Many Muslims say they see themselves on screen in a new light in 'Ms. Marvel'

‘Ms. Marvel’ co-creator on how ‘woke' and ‘cringe’ show became franchise’s highest-rated

There's a scene in the first episode of Disney's "Ms. Marvel" series in which protagonist Kamala Khan, a 16-year-old Pakistani American girl from New Jersey, is about to take her driving test.

"Bismillah," she says while in the driver's seat of the car, as she braces herself for the test to begin. (Spoiler: It does not go well).

The moment is brief. But for many Muslims tuning in, it signifies something they hadn't seen reflected in pop culture before: themselves — in a normal light.

"For many of us, this is the very first time we’ve ever had the opportunity to see a glimpse of our lives on screen," said Sakeina Syed, 21, a freelance writer and student based in Toronto. "From the first episode, the series features so many tiny details that I could never have imagined.

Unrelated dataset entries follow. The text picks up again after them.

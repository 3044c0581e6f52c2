//! Test helpers for launch sequence integration tests

#![allow(dead_code)]

use std::io::{BufRead, BufReader, Write};
use std::net::{SocketAddr, TcpListener, TcpStream};
use std::sync::{Arc, Mutex};
use std::thread;

/// Minimal HTTP server standing in for the Supervisor API.
///
/// Serves the canned responses in order, repeating the last one once the list
/// is exhausted, and records the head of every request it receives.
pub struct FakeSupervisor {
    addr: SocketAddr,
    requests: Arc<Mutex<Vec<String>>>,
}

impl FakeSupervisor {
    pub fn start(responses: Vec<(u16, String)>) -> Self {
        assert!(!responses.is_empty(), "at least one response is required");

        let listener = TcpListener::bind("127.0.0.1:0").unwrap();
        let addr = listener.local_addr().unwrap();
        let requests = Arc::new(Mutex::new(Vec::new()));
        let log = Arc::clone(&requests);

        thread::spawn(move || {
            for (index, stream) in listener.incoming().enumerate() {
                let Ok(mut stream) = stream else { break };
                let head = read_request_head(&mut stream);
                log.lock().unwrap().push(head);

                let (status, body) = &responses[index.min(responses.len() - 1)];
                let response = format!(
                    "HTTP/1.1 {} {}\r\nContent-Type: application/json\r\n\
                     Content-Length: {}\r\nConnection: close\r\n\r\n{}",
                    status,
                    reason(*status),
                    body.len(),
                    body
                );
                let _ = stream.write_all(response.as_bytes());
                let _ = stream.flush();
            }
        });

        Self { addr, requests }
    }

    pub fn url(&self) -> String {
        format!("http://{}", self.addr)
    }

    /// Request heads received so far, lowercased
    pub fn requests(&self) -> Vec<String> {
        self.requests.lock().unwrap().clone()
    }
}

fn read_request_head(stream: &mut TcpStream) -> String {
    let mut reader = BufReader::new(stream);
    let mut head = String::new();
    loop {
        let mut line = String::new();
        match reader.read_line(&mut line) {
            Ok(0) | Err(_) => break,
            Ok(_) if line == "\r\n" => break,
            Ok(_) => head.push_str(&line),
        }
    }
    head.to_lowercase()
}

fn reason(status: u16) -> &'static str {
    match status {
        200 => "OK",
        400 => "Bad Request",
        401 => "Unauthorized",
        404 => "Not Found",
        _ => "Error",
    }
}

/// Supervisor body announcing an MQTT service at the given port
pub fn mqtt_service_body(port: u16) -> String {
    format!(
        concat!(
            r#"{{"result":"ok","data":{{"addon":"core_mosquitto","host":"127.0.0.1","#,
            r#""port":{},"ssl":false,"protocol":"3.1.1","#,
            r#""username":"addons","password":"broker-pass"}}}}"#
        ),
        port
    )
}

/// Supervisor body for a service nobody provides
pub fn no_service_body() -> String {
    r#"{"result":"error","message":"No mqtt service available","data":{}}"#.to_string()
}

/// A port with nothing listening on it
pub fn closed_port() -> u16 {
    let listener = TcpListener::bind("127.0.0.1:0").unwrap();
    listener.local_addr().unwrap().port()
}
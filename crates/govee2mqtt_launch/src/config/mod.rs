//! Add-on options parsing and validation

mod log_level;
mod options;

pub use log_level::*;
pub use options::*;
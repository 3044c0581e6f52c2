//! Handoff to the wrapped application

use super::environment::LaunchEnvironment;
use std::process::{Command, ExitStatus};

/// Configuration for starting the wrapped application
#[derive(Debug, Clone)]
pub struct ProcessConfig {
    /// Process name (for logging)
    pub name: String,
    /// Executable path or name looked up in `PATH`
    pub executable: String,
    /// Command line arguments
    pub args: Vec<String>,
    /// Environment variables added on top of the inherited environment
    pub env: LaunchEnvironment,
}

impl ProcessConfig {
    fn command(&self) -> Command {
        let mut cmd = Command::new(&self.executable);
        cmd.args(&self.args).envs(self.env.iter());
        cmd
    }

    /// Replace the current process image with the application.
    ///
    /// Only returns if the exec itself failed.
    #[cfg(unix)]
    pub fn exec(&self) -> ProcessError {
        use std::os::unix::process::CommandExt;

        log::info!(
            "[{}] Exec: {} {}",
            self.name,
            self.executable,
            self.args.join(" ")
        );
        let source = self.command().exec();
        ProcessError::ExecFailed {
            name: self.name.clone(),
            source,
        }
    }

    /// Start the application as a child and wait for it to exit
    pub fn spawn_and_wait(&self) -> Result<ExitStatus, ProcessError> {
        log::info!(
            "[{}] Starting: {} {}",
            self.name,
            self.executable,
            self.args.join(" ")
        );

        let mut child = self
            .command()
            .spawn()
            .map_err(|e| ProcessError::SpawnFailed {
                name: self.name.clone(),
                source: e,
            })?;
        let pid = child.id();
        log::debug!("[{}] Started with pid {}", self.name, pid);

        let status = child.wait().map_err(|e| ProcessError::WaitFailed {
            name: self.name.clone(),
            source: e,
        })?;
        log::info!("[{}] Process exited with code: {:?}", self.name, status.code());
        Ok(status)
    }

    /// Hand control to the application.
    ///
    /// On Unix the process image is replaced and this never returns `Ok`.
    #[cfg(unix)]
    pub fn handoff(&self) -> Result<i32, ProcessError> {
        Err(self.exec())
    }

    /// Hand control to the application.
    ///
    /// Returns the child's exit code for the caller to exit with.
    #[cfg(not(unix))]
    pub fn handoff(&self) -> Result<i32, ProcessError> {
        let status = self.spawn_and_wait()?;
        Ok(status.code().unwrap_or(1))
    }
}

/// Errors that can occur when starting the application
#[derive(Debug, thiserror::Error)]
pub enum ProcessError {
    #[error("Failed to exec '{name}': {source}")]
    ExecFailed {
        name: String,
        #[source]
        source: std::io::Error,
    },

    #[error("Failed to spawn process '{name}': {source}")]
    SpawnFailed {
        name: String,
        #[source]
        source: std::io::Error,
    },

    #[error("Failed waiting for process '{name}': {source}")]
    WaitFailed {
        name: String,
        #[source]
        source: std::io::Error,
    },
}
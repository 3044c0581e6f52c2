//! govee2mqtt-v2 Add-on Launcher
//!
//! Starts the `govee2mqtt-v2` bridge inside a Home Assistant add-on container.
//!
//! # Overview
//!
//! The launcher:
//! - Reads the add-on options written by the Supervisor (`/data/options.json`)
//! - Refuses to start without a Govee API key
//! - Waits for the MQTT broker service to be registered and reachable
//! - Exports broker and option values as environment variables
//! - Replaces itself with the wrapped application
//!
//! # Example Options File
//!
//! ```json
//! {
//!   "govee_api_key": "xxxxxxxx-xxxx-xxxx-xxxx-xxxxxxxxxxxx",
//!   "mqtt_base_topic": "govee2mqtt",
//!   "poll_interval": 60,
//!   "log_level": "info"
//! }
//! ```

pub mod cli;
pub mod config;
pub mod error;
pub mod runtime;

pub use cli::LaunchArgs;
pub use config::{AddonOptions, LogLevel};
pub use error::LaunchError;
pub use runtime::{
    tcp_reachable, wait_for_service, LaunchConfig, LaunchEnvironment, LaunchPlan, Launcher,
    ProcessConfig, ProcessError, ReadinessGate, ReadinessResult, RetryPolicy, ServiceEndpoint,
    SupervisorClient, SupervisorError,
};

Hearing Islamic terms like bismillah, meaning 'in the name of God,' in the episode was something I couldn’t possibly have imagined."

The show, released last week, marks a major milestone for the Muslim community, as it features the first Muslim superhero to lead a title in the Marvel Cinematic Universe.

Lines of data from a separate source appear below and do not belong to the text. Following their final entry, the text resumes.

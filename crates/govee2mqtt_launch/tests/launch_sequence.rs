//! Launch sequence integration tests
//!
//! Runs the real Supervisor client and TCP connect-check against local fakes.

mod common;

use common::{closed_port, mqtt_service_body, no_service_body, FakeSupervisor};
use govee2mqtt_launch::runtime::{CONNECT_TIMEOUT, ENV_MQTT_PASSWORD, ENV_MQTT_PORT};
use govee2mqtt_launch::{
    tcp_reachable, AddonOptions, LaunchConfig, LaunchError, Launcher, RetryPolicy,
    SupervisorClient, SupervisorError,
};
use std::net::TcpListener;
use std::time::Duration;

fn fast_launcher(max_attempts: u32) -> Launcher {
    Launcher::new(LaunchConfig {
        policy: RetryPolicy {
            max_attempts,
            interval: Duration::from_millis(10),
        },
        ..Default::default()
    })
}

fn options_with_key() -> AddonOptions {
    AddonOptions::from_json(r#"{"govee_api_key": "integration-key", "poll_interval": 15}"#)
        .unwrap()
}

#[test]
fn test_service_lookup_sends_bearer_token() {
    let supervisor = FakeSupervisor::start(vec![(200, mqtt_service_body(1883))]);
    let client = SupervisorClient::new(supervisor.url(), Some("test-token".to_string())).unwrap();

    let endpoint = client.service("mqtt").unwrap();
    assert_eq!(endpoint.host, "127.0.0.1");
    assert_eq!(endpoint.port, 1883);
    assert_eq!(endpoint.username.as_deref(), Some("addons"));

    let requests = supervisor.requests();
    assert_eq!(requests.len(), 1);
    assert!(requests[0].starts_with("get /services/mqtt "));
    assert!(requests[0].contains("authorization: bearer test-token"));
}

#[test]
fn test_service_lookup_error_status() {
    let supervisor = FakeSupervisor::start(vec![(400, no_service_body())]);
    let client = SupervisorClient::new(supervisor.url(), None).unwrap();

    let err = client.service("mqtt").unwrap_err();
    assert!(matches!(err, SupervisorError::Status { status: 400, .. }));
    assert!(client.probe("mqtt").is_none());
}

#[test]
fn test_launch_waits_until_service_registered() {
    let broker = TcpListener::bind("127.0.0.1:0").unwrap();
    let port = broker.local_addr().unwrap().port();
    let supervisor = FakeSupervisor::start(vec![
        (400, no_service_body()),
        (400, no_service_body()),
        (200, mqtt_service_body(port)),
    ]);
    let client = SupervisorClient::new(supervisor.url(), Some("t".to_string())).unwrap();

    let plan = fast_launcher(5)
        .prepare(
            &options_with_key(),
            || client.probe("mqtt"),
            |endpoint| tcp_reachable(endpoint, CONNECT_TIMEOUT),
        )
        .unwrap();

    assert_eq!(supervisor.requests().len(), 3);
    assert_eq!(plan.endpoint.port, port);
    assert_eq!(plan.process.env.get(ENV_MQTT_PORT), Some(port.to_string().as_str()));
    assert_eq!(plan.process.env.get(ENV_MQTT_PASSWORD), Some("broker-pass"));
}

#[test]
fn test_registered_but_unreachable_broker_times_out() {
    let supervisor = FakeSupervisor::start(vec![(200, mqtt_service_body(closed_port()))]);
    let client = SupervisorClient::new(supervisor.url(), Some("t".to_string())).unwrap();

    let result = fast_launcher(3).prepare(
        &options_with_key(),
        || client.probe("mqtt"),
        |endpoint| tcp_reachable(endpoint, CONNECT_TIMEOUT),
    );

    assert!(matches!(
        result,
        Err(LaunchError::ServiceUnavailable { attempts: 3, .. })
    ));
    assert_eq!(supervisor.requests().len(), 3);
}

#[test]
fn test_missing_credential_makes_no_requests() {
    let supervisor = FakeSupervisor::start(vec![(200, mqtt_service_body(1883))]);
    let client = SupervisorClient::new(supervisor.url(), Some("t".to_string())).unwrap();

    let result = fast_launcher(3).prepare(
        &AddonOptions::default(),
        || client.probe("mqtt"),
        |endpoint| tcp_reachable(endpoint, CONNECT_TIMEOUT),
    );

    assert!(matches!(result, Err(LaunchError::MissingCredential)));
    assert!(supervisor.requests().is_empty());
}

#[cfg(unix)]
#[test]
fn test_child_receives_environment() {
    let broker = TcpListener::bind("127.0.0.1:0").unwrap();
    let port = broker.local_addr().unwrap().port();
    let supervisor = FakeSupervisor::start(vec![(200, mqtt_service_body(port))]);
    let client = SupervisorClient::new(supervisor.url(), Some("t".to_string())).unwrap();

    let mut plan = fast_launcher(2)
        .prepare(
            &options_with_key(),
            || client.probe("mqtt"),
            |endpoint| tcp_reachable(endpoint, CONNECT_TIMEOUT),
        )
        .unwrap();

    plan.process.executable = "sh".to_string();
    plan.process.args = vec![
        "-c".to_string(),
        format!(
            "test \"$MQTT_PORT\" = {} && test \"$GOVEE_API_KEY\" = integration-key \
             && test \"$POLL_INTERVAL_SECONDS\" = 15 && test \"$LOG_LEVEL\" = info \
             && test \"$MQTT_BASE_TOPIC\" = govee2mqtt",
            port
        ),
    ];

    let status = plan.process.spawn_and_wait().unwrap();
    assert!(status.success());
}
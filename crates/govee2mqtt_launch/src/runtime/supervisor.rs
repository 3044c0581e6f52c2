//! Home Assistant Supervisor service-discovery client
//!
//! Blocking client for `GET /services/{name}`. The Supervisor answers with an
//! envelope of the form `{"result": "ok", "data": {...}}`; a service that is
//! not provided by any add-on yields a non-success status or an empty `data`.

use super::readiness::ServiceEndpoint;
use serde::Deserialize;
use serde_json::Value;
use std::time::Duration;

/// Supervisor API base URL inside an add-on container.
pub const DEFAULT_SUPERVISOR_URL: &str = "http://supervisor";

/// Per-request timeout so a hung Supervisor cannot stall the readiness loop.
const REQUEST_TIMEOUT: Duration = Duration::from_secs(5);

/// Errors from Supervisor API operations.
#[derive(Debug, thiserror::Error)]
pub enum SupervisorError {
    #[error("HTTP error: {0}")]
    Http(#[from] reqwest::Error),

    #[error("Supervisor returned status {status}: {message}")]
    Status { status: u16, message: String },

    #[error("Supervisor reported failure: {0}")]
    Api(String),

    #[error("Service '{0}' is not provided")]
    NotProvided(String),

    #[error("Malformed service data: {0}")]
    Format(#[from] serde_json::Error),
}

#[derive(Debug, Deserialize)]
struct Envelope {
    result: String,
    #[serde(default)]
    message: Option<String>,
    #[serde(default)]
    data: Option<Value>,
}

/// Client for the Supervisor REST API
#[derive(Debug)]
pub struct SupervisorClient {
    client: reqwest::blocking::Client,
    base_url: String,
    token: Option<String>,
}

impl SupervisorClient {
    /// Create a client with an explicit base URL and token
    pub fn new(
        base_url: impl Into<String>,
        token: Option<String>,
    ) -> Result<Self, SupervisorError> {
        let client = reqwest::blocking::Client::builder()
            .timeout(REQUEST_TIMEOUT)
            .build()?;

        Ok(Self {
            client,
            base_url: base_url.into().trim_end_matches('/').to_string(),
            token,
        })
    }

    /// Create a client from `SUPERVISOR_TOKEN` (or the legacy `HASSIO_TOKEN`).
    ///
    /// A missing token is not an error here: every probe will fail and the
    /// readiness wait times out with a clear message instead.
    pub fn from_env(base_url: impl Into<String>) -> Result<Self, SupervisorError> {
        let token = std::env::var("SUPERVISOR_TOKEN")
            .or_else(|_| std::env::var("HASSIO_TOKEN"))
            .ok()
            .filter(|t| !t.is_empty());

        if token.is_none() {
            log::warn!("SUPERVISOR_TOKEN is not set; service discovery requests will be rejected");
        }

        Self::new(base_url, token)
    }

    pub fn base_url(&self) -> &str {
        &self.base_url
    }

    /// Fetch connection parameters for a service
    pub fn service(&self, name: &str) -> Result<ServiceEndpoint, SupervisorError> {
        let url = format!("{}/services/{}", self.base_url, name);
        let mut request = self.client.get(&url);
        if let Some(token) = &self.token {
            request = request.bearer_auth(token);
        }

        let response = request.send()?;
        let status = response.status();
        if !status.is_success() {
            let message = response
                .text()
                .unwrap_or_else(|_| "unknown error".to_string());
            return Err(SupervisorError::Status {
                status: status.as_u16(),
                message,
            });
        }

        let body = response.text()?;
        parse_service_response(name, &body)
    }

    /// Probe a service: `Some(endpoint)` when it is registered, `None` otherwise
    pub fn probe(&self, name: &str) -> Option<ServiceEndpoint> {
        match self.service(name) {
            Ok(endpoint) => Some(endpoint),
            Err(e) => {
                log::debug!("[{}] Probe failed: {}", name, e);
                None
            }
        }
    }
}

/// Decode a `/services/{name}` response body
pub fn parse_service_response(name: &str, body: &str) -> Result<ServiceEndpoint, SupervisorError> {
    let envelope: Envelope = serde_json::from_str(body)?;
    if envelope.result != "ok" {
        return Err(SupervisorError::Api(
            envelope
                .message
                .unwrap_or_else(|| format!("result '{}'", envelope.result)),
        ));
    }

    match envelope.data {
        Some(Value::Object(map)) if !map.is_empty() => {
            Ok(serde_json::from_value(Value::Object(map))?)
        }
        _ => Err(SupervisorError::NotProvided(name.to_string())),
    }
}
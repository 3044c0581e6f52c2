//! Runtime components for the launch sequence

pub mod connect;
pub mod environment;
pub mod launcher;
pub mod process;
pub mod readiness;
pub mod supervisor;

pub use connect::*;
pub use environment::*;
pub use launcher::*;
pub use process::*;
pub use readiness::*;
pub use supervisor::*;
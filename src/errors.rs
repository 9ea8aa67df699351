// src/errors.rs

//! Crate-wide error type for configuration loading.
//!
//! The loader never terminates the process; every failure surfaces as a
//! [`ConfigError`] and the CLI decides how to report it.

use std::path::PathBuf;

use thiserror::Error;

#[derive(Error, Debug)]
pub enum ConfigError {
    #[error("Config file not found: {}", .0.display())]
    FileNotFound(PathBuf),

    #[error("IO error: {0}")]
    Io(#[from] std::io::Error),

    /// The document is not well-formed XML. `row` and `column` are 1-based.
    #[error("{message} (line {row}, column {column})")]
    XmlSyntax {
        row: u64,
        column: u64,
        message: String,
    },

    #[error("Missing required parameter: {field}")]
    MissingRequiredField { field: String },

    /// `value` is the raw element text, untrimmed.
    #[error("Invalid boolean value for {field}: {value}")]
    InvalidBooleanValue { field: String, value: String },
}

impl From<xml::reader::Error> for ConfigError {
    fn from(err: xml::reader::Error) -> Self {
        use xml::common::Position;

        // xml-rs renders errors as "<row>:<col> <message>"; keep the message
        // and carry the position as structured fields instead.
        let pos = err.position();
        let rendered = err.to_string();
        let message = rendered
            .strip_prefix(&format!("{pos} "))
            .unwrap_or(&rendered)
            .to_string();

        ConfigError::XmlSyntax {
            row: pos.row + 1,
            column: pos.column + 1,
            message,
        }
    }
}

pub type Result<T> = std::result::Result<T, ConfigError>;
// src/config/mod.rs

//! Configuration loading and validation for depviz.
//!
//! Responsibilities:
//! - Define the resolved configuration record (`model.rs`).
//! - Build a minimal element tree from XML text (`document.rs`).
//! - Apply required-field, default and boolean rules (`validate.rs`).
//! - Report loading checkpoints to an injectable observer (`observer.rs`).
//! - Tie it together behind `ConfigLoader` (`loader.rs`).

pub mod loader;
pub mod model;
pub mod observer;
pub mod validate;
pub mod document;

pub use loader::{ConfigLoader, load, load_str};
pub use model::{Configuration, DEFAULT_OUTPUT_FILE};
pub use observer::{FieldValue, LoadObserver, NoopObserver, TracingObserver, ValueSource};
pub use validate::{ParseBoolError, parse_bool};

It follows Kamala (played by Iman Vellani), a teen who idolizes Carol Danvers, aka Captain Marvel, and struggles to fit in at school and home until she’s imbued with superpowers by a bangle passed down from her grandmother.

In an interview with Variety, Vellani said she identifies with Kamala’s story of self-discovery.

“Kamala, at the start of our show is figuring out how religion and culture play into her day-to-day life; it’s not something she neglected, but she doesn’t immediately see the value in it,” she told the publication. “We use phrases from the Quran to guide her in her hero’s journey. Kamala getting her powers and me getting this part really went hand-in-hand. We went on this journey of self-discovery together.”

Fans of the show have felt similarly about seeing a hero that looks like them on the big screen.

"Having a Muslim superhero in such a huge franchise like Marvel means so much," Aisha Imran, 18, who lives in Pakistan, told NBC News in a message. Imran said she feels the show will "help more people to know and understand how beautiful Muslim culture is."

For Syed, news of Disney+'s series brought two conflicting emotions: excitement — but also apprehension.

"Not all representation is necessarily 'good representation' — for years, brown and Muslim roles in franchises like Marvel have usually been relegated to villains or terrorist characters," Syed said. "'Ms. Marvel' feels like a watershed moment for Muslim representation because after decades of being dehumanized in pop culture, we finally get to see a story about us told in a vibrant and meaningful way, backed by a major studio."

Nafisah Atcha, 31, had a similar reaction when the show was greenlit.

"I was a bit hesitant to see how it would be portrayed as the SA [South Asian] community has not always been represented in the best light, but I was willing to be optimistic and see how it turned out," Atcha, who lives in the United Kingdom, said in a message to NBC News.

But Atcha, who identifies as a huge Marvel fan, is pleased with what she's seen so far.

"Seeing someone like you on screen where you understand the inside cultural jokes and see aspects of your family life cannot go unnoticed," she said of the show's significance. "It allows you to have the confidence you can achieve your dreams and feel less isolated."

"It is no secret the way Muslims have been portrayed in the media," she added. "So to see Marvel with all its prestige being a force to help change that is huge."

Zareena Grewal, who serves as Yale University's director of undergrad studies of Ethnicity Race & Migration, said there's no question the show has made an impact on the Muslim community.

"As a Muslim parent of young kids, I have always been extremely strict about the media my kids consume (especially pre-pandemic), mostly because I did not want them to consume the kinds of stereotypical representations of Muslims I was struggling to make sense of a kid watching," she said in an email to NBC News, citing "Back to the Future" as one example. "My kids were genuinely confused, shocked and dismayed to encounter the stereotypical representations of Muslims in 2008’s 'Ironman,' for example. I’ll never forget my 7-year-old turning to me, stunned, saying, 'This is so weird, Muslims as bad guys in a movie? That doesn’t even make any sense!'"

“I had to explain to them that a lot of Hollywood films are full of negative stereotypes of Islam, Muslims and places like Pakistan and Afghanistan and also full of stereotypes about pretty much every minority," she said.

But watching "Ms. Marvel" with her kids brought on different emotions: "excitement, pride, joy and a genuine sense of identification."

Still, Grewal said, "we don’t want to overstate it and treat 'Ms. Marvel' like it's a cutting-edge representation."

The show is "wonderfully done, with three dimensional characters, and is genuinely entertaining. The representations of Islam in 'Ms. Marvel' are a more complex and nuanced and may actually challenge audiences’ preconceived notions," Grewal said. "But it's moving the needle, not shaking the furniture."